さかのぼって、2017年1月に同社が開いた2017年度中間期にあたっての事業説明会。その場で平野氏は次のように述べた。
「クラウド売上比率を50%にすることが大切なのではない。肝心なのは、50%になると当社自身がどうなるかだ。クラウド事業が全売上高の半分を占めるようになれば、導入されたお客さまに継続して使っていただくための努力がなお一層不可欠になる。継続して使っていただくために、お客さまとどう対話していけばよいのか。パートナー企業とどう協業していけばよいのか。そうした取り組みをメインストリームの事業としてさらに磨き上げていく必要がある。50%という数字は目標だが、私としてはそうした取り組みを、メインストリームの事業としてしっかり行っていけることをアスピレーションとして持っている」
つまりは、クラウド売上比率が50%になれば、日本マイクロソフトをクラウドサービスプロバイダーとして強じんな体質の企業に変革できる、というのが平野氏の狙いである。
今回の会見ではこの話への言及がなかったので、質疑応答で「クラウド売上比率がおよそ5割になって、日本マイクロソフトは変わったか」と聞いてみた。すると同氏は、「だいぶ変わってきたと思うが、まだまだ私自身思うところがあるので満足していない」と答えた。「思うところ」とはいったい何か。そう食い下がったところ、同氏は図3を示しながら次のように答えた。

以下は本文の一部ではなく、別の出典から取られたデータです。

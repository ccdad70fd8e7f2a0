//! Integration tests for Householder QR decomposition
//!
//! Tests verify:
//! - Reconstruction Q*R = A and orthogonality Q^T*Q = I
//! - Least-squares solving for square and overdetermined systems
//! - Rank-deficiency detection and shape validation
//! - The compact Householder storage views

mod common;

use common::{assert_allclose_f64, assert_matrix_close, pseudo_random_matrix};
use factr::decomp::QrDecomposition;
use factr::error::Error;
use factr::matrix::{DenseMatrix, MajorOrder};

#[test]
fn reconstruction_q_times_r_equals_a() {
    for (m, n, seed) in [(3, 3, 5), (6, 4, 19), (8, 2, 37)] {
        let a = pseudo_random_matrix(m, n, seed);
        let qr = QrDecomposition::new(&a).unwrap();
        let product = qr.q().matmul(&qr.r()).unwrap();
        assert_matrix_close(&product, &a, 1e-12, "Q*R = A");
    }
}

#[test]
fn q_has_orthonormal_columns() {
    for (m, n, seed) in [(4, 4, 43), (7, 3, 67)] {
        let a = pseudo_random_matrix(m, n, seed);
        let qr = QrDecomposition::new(&a).unwrap();
        let q = qr.q();
        let qtq = q.transpose().matmul(&q).unwrap();
        let identity = DenseMatrix::identity(n).unwrap();
        assert_matrix_close(&qtq, &identity, 1e-12, "Q^T*Q = I");
    }
}

#[test]
fn r_is_upper_triangular() {
    let a = pseudo_random_matrix(5, 4, 71);
    let qr = QrDecomposition::new(&a).unwrap();
    let r = qr.r();
    for i in 0..4 {
        for j in 0..i {
            assert_eq!(r.get(i, j), 0.0);
        }
    }
}

#[test]
fn householder_vectors_are_lower_trapezoidal() {
    let a = pseudo_random_matrix(5, 3, 73);
    let qr = QrDecomposition::new(&a).unwrap();
    let h = qr.h();
    assert_eq!(h.rows(), 5);
    assert_eq!(h.cols(), 3);
    for i in 0..5 {
        for j in (i + 1)..3 {
            assert_eq!(h.get(i, j), 0.0);
        }
    }
    // The diagonal entries carry the 1 + normalized-entry encoding, so
    // they are at least 1 in magnitude for nonzero columns.
    for k in 0..3 {
        assert!(h.get(k, k).abs() >= 1.0);
    }
}

#[test]
fn square_solve_matches_the_exact_solution() {
    let a = DenseMatrix::from_rows(&[vec![2.0, 1.0], vec![4.0, 3.0]]).unwrap();
    let qr = QrDecomposition::new(&a).unwrap();
    let x = qr.solve(&[1.0, 1.0]).unwrap();
    assert_allclose_f64(&x, &[1.0, -1.0], 0.0, 1e-12, "square solve");
}

#[test]
fn overdetermined_solve_recovers_exactly_consistent_data() {
    // Points on the line y = 2x + 1; the least-squares fit is exact.
    let a = DenseMatrix::from_rows(&[
        vec![1.0, 0.0],
        vec![1.0, 1.0],
        vec![1.0, 2.0],
        vec![1.0, 3.0],
    ])
    .unwrap();
    let b = [1.0, 3.0, 5.0, 7.0];
    let qr = QrDecomposition::new(&a).unwrap();
    let x = qr.solve(&b).unwrap();
    assert_allclose_f64(&x, &[1.0, 2.0], 0.0, 1e-12, "line fit");
}

#[test]
fn overdetermined_solve_minimizes_the_residual_norm() {
    let a = pseudo_random_matrix(6, 3, 79);
    let qr = QrDecomposition::new(&a).unwrap();
    let b: Vec<f64> = (0..6).map(|i| common::pseudo_random(997 + i)).collect();
    let x = qr.solve(&b).unwrap();

    // At the least-squares minimum the residual is orthogonal to the
    // column space: A^T (Ax - b) = 0.
    let mut residual = vec![0.0; 6];
    for i in 0..6 {
        let ax: f64 = (0..3).map(|j| a.get(i, j) * x[j]).sum();
        residual[i] = ax - b[i];
    }
    for j in 0..3 {
        let at_r: f64 = (0..6).map(|i| a.get(i, j) * residual[i]).sum();
        assert!(at_r.abs() < 1e-10, "A^T r != 0 in column {}", j);
    }
}

#[test]
fn solve_matrix_handles_multiple_right_hand_sides() {
    let a = pseudo_random_matrix(5, 3, 83);
    let qr = QrDecomposition::new(&a).unwrap();
    let b = pseudo_random_matrix(5, 2, 89);
    let x = qr.solve_matrix(&b).unwrap();
    assert_eq!(x.rows(), 3);
    assert_eq!(x.cols(), 2);
    for j in 0..2 {
        let column: Vec<f64> = (0..5).map(|i| b.get(i, j)).collect();
        let single = qr.solve(&column).unwrap();
        for i in 0..3 {
            assert!((x.get(i, j) - single[i]).abs() < 1e-12);
        }
    }
}

#[test]
fn rank_deficient_input_factors_but_refuses_to_solve() {
    // A zero column leaves a zero entry on the diagonal of R.
    let a = DenseMatrix::from_rows(&[
        vec![1.0, 0.0],
        vec![2.0, 0.0],
        vec![3.0, 0.0],
    ])
    .unwrap();
    let qr = QrDecomposition::new(&a).unwrap();
    assert!(!qr.is_full_rank());
    assert!(matches!(qr.solve(&[1.0, 1.0, 1.0]), Err(Error::RankDeficient)));
    // Reconstruction still holds for the rank-deficient factorization.
    let product = qr.q().matmul(&qr.r()).unwrap();
    assert_matrix_close(&product, &a, 1e-12, "rank-deficient Q*R = A");
}

#[test]
fn wide_matrices_are_rejected() {
    let wide = DenseMatrix::zeros(2, 3).unwrap();
    assert!(matches!(
        QrDecomposition::new(&wide),
        Err(Error::NotTall { rows: 2, cols: 3 })
    ));
}

#[test]
fn solve_rejects_wrong_row_count() {
    let a = pseudo_random_matrix(4, 2, 91);
    let qr = QrDecomposition::new(&a).unwrap();
    assert!(qr.solve(&[1.0, 2.0]).is_err());
    let b = pseudo_random_matrix(3, 2, 93);
    assert!(qr.solve_matrix(&b).is_err());
}

#[test]
fn flat_and_row_constructors_agree() {
    let rows = vec![vec![1.0, 2.0], vec![3.0, 4.0], vec![5.0, 7.0]];
    let from_rows = QrDecomposition::from_rows_with_dims(&rows, 3, 2, true).unwrap();
    let flat_row_major = [1.0, 2.0, 3.0, 4.0, 5.0, 7.0];
    let from_flat =
        QrDecomposition::from_flat(&flat_row_major, MajorOrder::RowMajor, 3, 2).unwrap();
    let flat_col_major = [1.0, 3.0, 5.0, 2.0, 4.0, 7.0];
    let from_col =
        QrDecomposition::from_flat(&flat_col_major, MajorOrder::ColumnMajor, 3, 2).unwrap();

    let b = [1.0, 1.0, 1.0];
    let expected = from_rows.solve(&b).unwrap();
    assert_eq!(from_flat.solve(&b).unwrap(), expected);
    assert_eq!(from_col.solve(&b).unwrap(), expected);
}

#[test]
fn dimensions_are_reported() {
    let a = pseudo_random_matrix(6, 4, 95);
    let qr = QrDecomposition::new(&a).unwrap();
    assert_eq!(qr.rows(), 6);
    assert_eq!(qr.cols(), 4);
}
//! Error types for factr

use thiserror::Error;

/// Result type alias using factr's Error
pub type Result<T> = std::result::Result<T, Error>;

/// Errors that can occur in factr operations
#[derive(Error, Debug, Clone, PartialEq)]
pub enum Error {
    /// A dimension argument was zero
    #[error("Dimension '{arg}' must be positive")]
    ZeroDimension {
        /// The dimension argument name
        arg: &'static str,
    },

    /// Fewer rows were supplied than the stated row count
    #[error("Missing rows: expected {expected}, got {got}")]
    MissingRows {
        /// Stated number of rows
        expected: usize,
        /// Number of rows supplied
        got: usize,
    },

    /// A row has the wrong length for the stated column count
    #[error("Row {row} has wrong size: expected {expected}, got {got}")]
    WrongRowSize {
        /// Index of the offending row
        row: usize,
        /// Required length (exact when strict, minimum otherwise)
        expected: usize,
        /// Actual length
        got: usize,
    },

    /// A flat buffer is too short for the stated dimensions
    #[error("Flat buffer of length {len} too short for a {rows}x{cols} matrix")]
    FlatTooShort {
        /// Buffer length
        len: usize,
        /// Stated number of rows
        rows: usize,
        /// Stated number of columns
        cols: usize,
    },

    /// A vector argument has the wrong length
    #[error("Wrong vector length: expected {expected}, got {got}")]
    WrongVectorLength {
        /// Required length
        expected: usize,
        /// Actual length
        got: usize,
    },

    /// Operand dimensions are incompatible
    #[error("Dimension mismatch: {lhs_rows}x{lhs_cols} vs {rhs_rows}x{rhs_cols}")]
    DimensionMismatch {
        /// Left-hand side rows
        lhs_rows: usize,
        /// Left-hand side columns
        lhs_cols: usize,
        /// Right-hand side rows
        rhs_rows: usize,
        /// Right-hand side columns
        rhs_cols: usize,
    },

    /// A [start, end) index pair is inverted or out of range
    #[error("Index range [{start}, {end}) invalid for length {len}")]
    IndexRange {
        /// Start index (inclusive)
        start: usize,
        /// End index (exclusive)
        end: usize,
        /// Length of the indexed slice
        len: usize,
    },

    /// The operation requires a square matrix
    #[error("Operation requires a square matrix, got {rows}x{cols}")]
    NotSquare {
        /// Number of rows
        rows: usize,
        /// Number of columns
        cols: usize,
    },

    /// QR decomposition requires at least as many rows as columns
    #[error("QR decomposition requires rows >= columns, got {rows}x{cols}")]
    NotTall {
        /// Number of rows
        rows: usize,
        /// Number of columns
        cols: usize,
    },

    /// The factored matrix is singular
    #[error("Matrix is singular")]
    Singular,

    /// The factored matrix is rank deficient
    #[error("Matrix is rank deficient")]
    RankDeficient,

    /// Cholesky domain failure: the matrix is not positive definite
    #[error("Matrix is not positive definite: diagonal entry {index} gives radicand {value}")]
    NotPositiveDefinite {
        /// Row index of the failing diagonal entry
        index: usize,
        /// Computed (non-positive) radicand
        value: f64,
    },

    /// A permutation vector entry is outside [0, n)
    #[error("Permutation entry {value} at index {index} out of range for size {size}")]
    PermutationOutOfRange {
        /// Index of the entry
        index: usize,
        /// The offending value
        value: usize,
        /// Size of the permutation
        size: usize,
    },

    /// A permutation target appears more than once
    #[error("Permutation target {value} appears more than once")]
    PermutationDuplicate {
        /// The duplicated value
        value: usize,
    },

    /// A cycle is longer than the permutation it belongs to
    #[error("Cycle of length {len} too long for permutation of size {size}")]
    CycleTooLong {
        /// Length of the cycle
        len: usize,
        /// Size of the permutation
        size: usize,
    },

    /// A matrix is not a 0/1 permutation matrix
    #[error("Matrix is not a permutation matrix: column {index} does not hold a single 1")]
    NotPermutationMatrix {
        /// First column without exactly one 1 entry
        index: usize,
    },

    /// Two permutations have incompatible sizes
    #[error("Incompatible permutation sizes: {lhs} vs {rhs}")]
    IncompatiblePermutations {
        /// Size of the left-hand permutation
        lhs: usize,
        /// Size of the right-hand permutation
        rhs: usize,
    },
}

「われわれのビジネス市場規模は、かつての『Windows 95』によるデスクトップからモバイルとクラウド、さらにはインテリジェントクラウドとインテリジェントエッジによるIoT(Internet of Things)へと、100〜190倍に拡大している。その中でお客さまに最適な提案を行っていくために、やらなければならないことはまだまだたくさんある」
そして、こう続けた。
「IT業界はこれまでにも増して変革し続ける企業だけしか生き残れなくなってきている。われわれもそれを肝に銘じて、拡大するビジネス機会にどんどんアプローチしていきたい」
もはや、クラウド売上比率50%を巡る話は、平野氏にとって経営変革への1つの通過点なのかもしれない。ならば、次はどんなフラグを掲げるのか、注目しておきたい。